Work order: Word for word, the records below are to be set down again.

━━ Material shown ━━

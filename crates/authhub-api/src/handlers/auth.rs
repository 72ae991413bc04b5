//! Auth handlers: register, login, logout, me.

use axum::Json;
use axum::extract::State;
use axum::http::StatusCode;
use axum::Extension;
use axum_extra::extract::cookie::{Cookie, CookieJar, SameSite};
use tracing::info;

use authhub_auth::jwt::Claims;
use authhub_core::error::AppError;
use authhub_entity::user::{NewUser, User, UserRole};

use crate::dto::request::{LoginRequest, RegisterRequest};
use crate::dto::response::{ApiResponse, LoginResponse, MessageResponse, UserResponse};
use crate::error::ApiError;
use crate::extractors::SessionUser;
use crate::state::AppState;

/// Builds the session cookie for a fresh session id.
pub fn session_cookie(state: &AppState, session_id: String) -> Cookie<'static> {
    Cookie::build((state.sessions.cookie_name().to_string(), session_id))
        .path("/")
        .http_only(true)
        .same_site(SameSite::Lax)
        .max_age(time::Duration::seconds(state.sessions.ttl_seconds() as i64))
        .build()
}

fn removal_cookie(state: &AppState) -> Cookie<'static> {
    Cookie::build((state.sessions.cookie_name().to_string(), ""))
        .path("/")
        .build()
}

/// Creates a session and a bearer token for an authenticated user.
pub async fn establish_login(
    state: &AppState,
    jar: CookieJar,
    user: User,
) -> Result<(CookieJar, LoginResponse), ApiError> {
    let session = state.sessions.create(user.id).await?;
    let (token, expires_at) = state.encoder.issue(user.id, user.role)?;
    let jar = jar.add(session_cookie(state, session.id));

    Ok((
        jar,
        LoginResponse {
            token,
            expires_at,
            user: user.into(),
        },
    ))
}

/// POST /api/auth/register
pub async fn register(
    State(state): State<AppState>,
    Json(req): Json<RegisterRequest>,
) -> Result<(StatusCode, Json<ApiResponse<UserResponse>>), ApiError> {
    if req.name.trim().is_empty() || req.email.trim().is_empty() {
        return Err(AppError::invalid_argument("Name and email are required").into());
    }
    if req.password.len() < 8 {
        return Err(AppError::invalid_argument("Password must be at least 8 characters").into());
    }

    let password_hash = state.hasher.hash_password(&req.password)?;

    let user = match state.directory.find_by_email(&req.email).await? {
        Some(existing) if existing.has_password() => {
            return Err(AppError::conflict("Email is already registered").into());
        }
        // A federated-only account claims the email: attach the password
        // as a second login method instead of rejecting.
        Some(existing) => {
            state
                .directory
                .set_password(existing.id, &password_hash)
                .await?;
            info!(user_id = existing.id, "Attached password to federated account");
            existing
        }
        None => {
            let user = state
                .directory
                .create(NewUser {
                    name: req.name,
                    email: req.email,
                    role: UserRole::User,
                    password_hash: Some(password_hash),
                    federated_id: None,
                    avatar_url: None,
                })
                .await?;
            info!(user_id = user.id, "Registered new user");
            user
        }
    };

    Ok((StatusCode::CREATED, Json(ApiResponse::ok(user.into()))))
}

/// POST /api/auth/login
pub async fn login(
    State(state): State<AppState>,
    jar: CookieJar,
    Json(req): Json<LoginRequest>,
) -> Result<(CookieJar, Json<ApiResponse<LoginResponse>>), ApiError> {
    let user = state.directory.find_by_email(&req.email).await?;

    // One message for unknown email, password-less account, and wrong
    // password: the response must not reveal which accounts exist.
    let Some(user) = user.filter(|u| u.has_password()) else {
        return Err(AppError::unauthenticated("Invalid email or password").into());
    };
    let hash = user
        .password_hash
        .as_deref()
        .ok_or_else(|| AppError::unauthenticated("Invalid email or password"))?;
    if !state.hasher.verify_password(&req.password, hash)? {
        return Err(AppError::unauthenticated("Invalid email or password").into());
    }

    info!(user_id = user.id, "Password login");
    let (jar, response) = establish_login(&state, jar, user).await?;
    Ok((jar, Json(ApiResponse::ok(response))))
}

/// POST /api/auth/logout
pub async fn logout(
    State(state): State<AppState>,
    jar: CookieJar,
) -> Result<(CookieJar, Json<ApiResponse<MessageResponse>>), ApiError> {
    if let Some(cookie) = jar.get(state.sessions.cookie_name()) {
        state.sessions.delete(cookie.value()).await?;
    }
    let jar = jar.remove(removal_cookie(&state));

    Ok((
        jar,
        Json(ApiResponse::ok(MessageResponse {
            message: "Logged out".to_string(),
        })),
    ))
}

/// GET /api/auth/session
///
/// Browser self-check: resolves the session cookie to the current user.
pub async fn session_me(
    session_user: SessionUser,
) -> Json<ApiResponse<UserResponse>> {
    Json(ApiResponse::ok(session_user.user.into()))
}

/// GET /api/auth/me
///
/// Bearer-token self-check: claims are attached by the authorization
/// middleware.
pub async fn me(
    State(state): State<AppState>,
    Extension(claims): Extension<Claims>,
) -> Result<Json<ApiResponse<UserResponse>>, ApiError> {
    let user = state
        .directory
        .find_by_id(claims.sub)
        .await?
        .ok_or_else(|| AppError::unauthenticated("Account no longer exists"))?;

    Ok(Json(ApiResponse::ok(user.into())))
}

━━━

Exercise output:
filename crates/authhub-api/src/handlers/auth.rs
repository 72ae991413bc04b5
//! Auth handlers: register, login, logout, me.

use axum::Json;
use axum::extract::State;
use axum::http::StatusCode;
use axum::Extension;
use axum_extra::extract::cookie::{Cookie, CookieJar, SameSite};
use tracing::info;

use authhub_auth::jwt::Claims;
use authhub_core::error::AppError;
use authhub_entity::user::{NewUser, User, UserRole};

use crate::dto::request::{LoginRequest, RegisterRequest};
use crate::dto::response::{ApiResponse, LoginResponse, MessageResponse, UserResponse};
use crate::error::ApiError;
use crate::extractors::SessionUser;
use crate::state::AppState;

/// Builds the session cookie for a fresh session id.
pub fn session_cookie(state: &AppState, session_id: String) -> Cookie<'static> {
    Cookie::build((state.sessions.cookie_name().to_string(), session_id))
        .path("/")
        .http_only(true)
        .same_site(SameSite::Lax)
        .max_age(time::Duration::seconds(state.sessions.ttl_seconds() as i64))
        .build()
}

fn removal_cookie(state: &AppState) -> Cookie<'static> {
    Cookie::build((state.sessions.cookie_name().to_string(), ""))
        .path("/")
        .build()
}

/// Creates a session and a bearer token for an authenticated user.
pub async fn establish_login(
    state: &AppState,
    jar: CookieJar,
    user: User,
) -> Result<(CookieJar, LoginResponse), ApiError> {
    let session = state.sessions.create(user.id).await?;
    let (token, expires_at) = state.encoder.issue(user.id, user.role)?;
    let jar = jar.add(session_cookie(state, session.id));

    Ok((
        jar,
        LoginResponse {
            token,
            expires_at,
            user: user.into(),
        },
    ))
}

/// POST /api/auth/register
pub async fn register(
    State(state): State<AppState>,
    Json(req): Json<RegisterRequest>,
) -> Result<(StatusCode, Json<ApiResponse<UserResponse>>), ApiError> {
    if req.name.trim().is_empty() || req.email.trim().is_empty() {
        return Err(AppError::invalid_argument("Name and email are required").into());
    }
    if req.password.len() < 8 {
        return Err(AppError::invalid_argument("Password must be at least 8 characters").into());
    }

    let password_hash = state.hasher.hash_password(&req.password)?;

    let user = match state.directory.find_by_email(&req.email).await? {
        Some(existing) if existing.has_password() => {
            return Err(AppError::conflict("Email is already registered").into());
        }
        // A federated-only account claims the email: attach the password
        // as a second login method instead of rejecting.
        Some(existing) => {
            state
                .directory
                .set_password(existing.id, &password_hash)
                .await?;
            info!(user_id = existing.id, "Attached password to federated account");
            existing
        }
        None => {
            let user = state
                .directory
                .create(NewUser {
                    name: req.name,
                    email: req.email,
                    role: UserRole::User,
                    password_hash: Some(password_hash),
                    federated_id: None,
                    avatar_url: None,
                })
                .await?;
            info!(user_id = user.id, "Registered new user");
            user
        }
    };

    Ok((StatusCode::CREATED, Json(ApiResponse::ok(user.into()))))
}

/// POST /api/auth/login
pub async fn login(
    State(state): State<AppState>,
    jar: CookieJar,
    Json(req): Json<LoginRequest>,
) -> Result<(CookieJar, Json<ApiResponse<LoginResponse>>), ApiError> {
    let user = state.directory.find_by_email(&req.email).await?;

    // One message for unknown email, password-less account, and wrong
    // password: the response must not reveal which accounts exist.
    let Some(user) = user.filter(|u| u.has_password()) else {
        return Err(AppError::unauthenticated("Invalid email or password").into());
    };
    let hash = user
        .password_hash
        .as_deref()
        .ok_or_else(|| AppError::unauthenticated("Invalid email or password"))?;
    if !state.hasher.verify_password(&req.password, hash)? {
        return Err(AppError::unauthenticated("Invalid email or password").into());
    }

    info!(user_id = user.id, "Password login");
    let (jar, response) = establish_login(&state, jar, user).await?;
    Ok((jar, Json(ApiResponse::ok(response))))
}

/// POST /api/auth/logout
pub async fn logout(
    State(state): State<AppState>,
    jar: CookieJar,
) -> Result<(CookieJar, Json<ApiResponse<MessageResponse>>), ApiError> {
    if let Some(cookie) = jar.get(state.sessions.cookie_name()) {
        state.sessions.delete(cookie.value()).await?;
    }
    let jar = jar.remove(removal_cookie(&state));

    Ok((
        jar,
        Json(ApiResponse::ok(MessageResponse {
            message: "Logged out".to_string(),
        })),
    ))
}

/// GET /api/auth/session
///
/// Browser self-check: resolves the session cookie to the current user.
pub async fn session_me(
    session_user: SessionUser,
) -> Json<ApiResponse<UserResponse>> {
    Json(ApiResponse::ok(session_user.user.into()))
}

/// GET /api/auth/me
///
/// Bearer-token self-check: claims are attached by the authorization
/// middleware.
pub async fn me(
    State(state): State<AppState>,
    Extension(claims): Extension<Claims>,
) -> Result<Json<ApiResponse<UserResponse>>, ApiError> {
    let user = state
        .directory
        .find_by_id(claims.sub)
        .await?
        .ok_or_else(|| AppError::unauthenticated("Account no longer exists"))?;

    Ok(Json(ApiResponse::ok(user.into())))
}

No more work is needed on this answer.